The reality is that we all put out energy to those we are dating.   Hopefully, we put out a positive, happy, confident and genuine vibe that says “I want to build a healthy and stable relationship with someone who respects and appreciates me as much as I do them.”  By the same token, some of us are putting out either a negative vibe or even a “Come and hurt me vibe.” Where these come from is complex and personal, and again, should best be discussed in detail with a professional therapist or coach.

One of my favorite quotes is “Most people take the garbage of their past, fling it into the future, and wonder how it rolled into their present”.  In the meantime – everyone around them is swimming in their garbage. It isn’t fair. We need to take ownership and clean up any emotional or psychological wake that we may have left our friends, peers, coworker and family swimming in around us.  Let’s not fling our garbage onto others and potentially hurt ourselves or others.
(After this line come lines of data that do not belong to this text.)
use serde::{Deserialize, Serialize};

/// Contents of `settings.toml`
///
/// Every section falls back to its defaults when absent, so a partial file
/// written by hand still loads.
#[derive(Debug, Clone, Default, PartialEq, Eq, Serialize, Deserialize)]
#[serde(default)]
pub struct Settings {
    pub defaults: GenerationDefaults,
    pub update: UpdateSettings,
    pub cache: CacheSettings,
}

/// Values used by `generate` when neither a flag nor a prompt supplies one
#[derive(Debug, Clone, PartialEq, Eq, Serialize, Deserialize)]
#[serde(default)]
pub struct GenerationDefaults {
    pub template: String,
    pub author: Option<String>,
    pub license: String,
}

#[derive(Debug, Clone, PartialEq, Eq, Serialize, Deserialize)]
#[serde(default)]
pub struct UpdateSettings {
    /// Endpoint returning the latest release as JSON
    pub url: String,
    pub timeout_secs: u64,
}

#[derive(Debug, Clone, PartialEq, Eq, Serialize, Deserialize)]
#[serde(default)]
pub struct CacheSettings {
    pub enabled: bool,
    pub max_entries: usize,
}

impl Default for GenerationDefaults {
    fn default() -> Self {
        Self {
            template: "basic".to_string(),
            author: None,
            license: "MIT".to_string(),
        }
    }
}

impl Default for UpdateSettings {
    fn default() -> Self {
        Self {
            url: "https://api.github.com/repos/genforge/genforge/releases/latest".to_string(),
            timeout_secs: 10,
        }
    }
}

impl Default for CacheSettings {
    fn default() -> Self {
        Self {
            enabled: true,
            max_entries: 64,
        }
    }
}

#[cfg(test)]
mod tests {
    use super::*;

    #[test]
    fn test_partial_file_fills_defaults() {
        let settings: Settings = toml::from_str(
            r#"
            [defaults]
            author = "Ada"

            [cache]
            max_entries = 3
            "#,
        )
        .unwrap();
        assert_eq!(settings.defaults.author.as_deref(), Some("Ada"));
        assert_eq!(settings.defaults.template, "basic");
        assert_eq!(settings.cache.max_entries, 3);
        assert!(settings.cache.enabled);
        assert_eq!(settings.update, UpdateSettings::default());
    }

    #[test]
    fn test_defaults_survive_toml() {
        let text = toml::to_string_pretty(&Settings::default()).unwrap();
        let parsed: Settings = toml::from_str(&text).unwrap();
        assert_eq!(parsed, Settings::default());
    }
}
Marriage is not a hospital and it is critical to work through our own ghosts before entering the most important relationship we will ever have.  Marriage will only solve one thing: being single. It will not cure unhealthy attitudes we may have about ourselves and/or marriage. Entering marriage in an unhealthy state will not only make one person miserable but two.  It is advisable that everyone figure out who they are, what they have to give and how best to share that before they begin dating. You can’t say ‘I love you” until you know who “I” is.

By pointing out these warning signs in place I hope I’ve shortened the route to your most meaningful relationship!